» **DATA RECORDS**
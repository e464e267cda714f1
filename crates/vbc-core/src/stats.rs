//! Aggregate counts for the risk dashboard

use crate::verdict::VerdictClass;
use crate::CheckResult;

/// Minimum bar height (percent) so empty categories stay visible
pub const MIN_BAR_HEIGHT: u32 = 4;

/// Verdict distribution over the session history
#[derive(Debug, Clone, Copy, Default, PartialEq, Eq)]
pub struct RiskStats {
    pub total: usize,
    pub safe: usize,
    pub suspect: usize,
    pub fraud: usize,
}

impl RiskStats {
    pub fn from_results<'a>(results: impl IntoIterator<Item = &'a CheckResult>) -> Self {
        results
            .into_iter()
            .fold(RiskStats::default(), |mut stats, result| {
                stats.total += 1;
                match result.verdict_class() {
                    VerdictClass::Safe => stats.safe += 1,
                    VerdictClass::Suspect => stats.suspect += 1,
                    VerdictClass::Fraud => stats.fraud += 1,
                    VerdictClass::Indeterminate => {}
                }
                stats
            })
    }

    pub fn safe_pct(&self) -> u32 {
        self.pct(self.safe)
    }

    pub fn suspect_pct(&self) -> u32 {
        self.pct(self.suspect)
    }

    pub fn fraud_pct(&self) -> u32 {
        self.pct(self.fraud)
    }

    /// Suspect and fraud together, shown as one card
    pub fn risky(&self) -> usize {
        self.suspect + self.fraud
    }

    pub fn risky_pct(&self) -> u32 {
        self.suspect_pct() + self.fraud_pct()
    }

    /// Bar height in percent for a category percentage
    pub fn bar_height(pct: u32) -> u32 {
        if pct == 0 {
            MIN_BAR_HEIGHT
        } else {
            pct
        }
    }

    fn pct(&self, count: usize) -> u32 {
        let total = self.total.max(1) as f64;
        (count as f64 / total * 100.0).round() as u32
    }
}
//! Main application component

use leptos::*;
use leptos_router::*;
use vbc_core::{Session, Theme};

use crate::components::*;
use crate::config;
use crate::pages::*;

/// Root component.
///
/// Session, theme and API client are provided as context so every tab sees
/// the same state; nothing survives a page reload.
#[component]
pub fn App() -> impl IntoView {
    provide_context(create_rw_signal(Session::new()));
    provide_context(create_rw_signal(Theme::default()));
    provide_context(store_value(config::build_client()));

    view! {
        <Router>
            <Shell>
                <Routes>
                    <Route path="/" view=VerificationPage/>
                    <Route path="/dashboard" view=RiskDashboard/>
                    <Route path="/historico" view=HistoryTable/>
                    <Route path="/regras" view=RulesPanel/>
                    <Route path="/arquitetura" view=ArchitecturePanel/>
                    <Route path="/*any" view=VerificationPage/>
                </Routes>
            </Shell>
        </Router>
    }
}
//! Reusable components

mod header;
mod shell;
mod tabs;
mod verdict_badge;

pub use header::Header;
pub use shell::Shell;
pub use tabs::Tabs;
pub use verdict_badge::VerdictBadge;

» **PROBLEM TO SOLVE**
Reproduce the entries above exactly.

» **REPLY TO THE TASK**
repository e464e267cda714f1
filename crates/vbc-core/src/stats.rs
//! Aggregate counts for the risk dashboard

use crate::verdict::VerdictClass;
use crate::CheckResult;

/// Minimum bar height (percent) so empty categories stay visible
pub const MIN_BAR_HEIGHT: u32 = 4;

/// Verdict distribution over the session history
#[derive(Debug, Clone, Copy, Default, PartialEq, Eq)]
pub struct RiskStats {
    pub total: usize,
    pub safe: usize,
    pub suspect: usize,
    pub fraud: usize,
}

impl RiskStats {
    pub fn from_results<'a>(results: impl IntoIterator<Item = &'a CheckResult>) -> Self {
        results
            .into_iter()
            .fold(RiskStats::default(), |mut stats, result| {
                stats.total += 1;
                match result.verdict_class() {
                    VerdictClass::Safe => stats.safe += 1,
                    VerdictClass::Suspect => stats.suspect += 1,
                    VerdictClass::Fraud => stats.fraud += 1,
                    VerdictClass::Indeterminate => {}
                }
                stats
            })
    }

    pub fn safe_pct(&self) -> u32 {
        self.pct(self.safe)
    }

    pub fn suspect_pct(&self) -> u32 {
        self.pct(self.suspect)
    }

    pub fn fraud_pct(&self) -> u32 {
        self.pct(self.fraud)
    }

    /// Suspect and fraud together, shown as one card
    pub fn risky(&self) -> usize {
        self.suspect + self.fraud
    }

    pub fn risky_pct(&self) -> u32 {
        self.suspect_pct() + self.fraud_pct()
    }

    /// Bar height in percent for a category percentage
    pub fn bar_height(pct: u32) -> u32 {
        if pct == 0 {
            MIN_BAR_HEIGHT
        } else {
            pct
        }
    }

    fn pct(&self, count: usize) -> u32 {
        let total = self.total.max(1) as f64;
        (count as f64 / total * 100.0).round() as u32
    }
}
//! Main application component

use leptos::*;
use leptos_router::*;
use vbc_core::{Session, Theme};

use crate::components::*;
use crate::config;
use crate::pages::*;

/// Root component.
///
/// Session, theme and API client are provided as context so every tab sees
/// the same state; nothing survives a page reload.
#[component]
pub fn App() -> impl IntoView {
    provide_context(create_rw_signal(Session::new()));
    provide_context(create_rw_signal(Theme::default()));
    provide_context(store_value(config::build_client()));

    view! {
        <Router>
            <Shell>
                <Routes>
                    <Route path="/" view=VerificationPage/>
                    <Route path="/dashboard" view=RiskDashboard/>
                    <Route path="/historico" view=HistoryTable/>
                    <Route path="/regras" view=RulesPanel/>
                    <Route path="/arquitetura" view=ArchitecturePanel/>
                    <Route path="/*any" view=VerificationPage/>
                </Routes>
            </Shell>
        </Router>
    }
}
//! Reusable components

mod header;
mod shell;
mod tabs;
mod verdict_badge;

pub use header::Header;
pub use shell::Shell;
pub use tabs::Tabs;
pub use verdict_badge::VerdictBadge;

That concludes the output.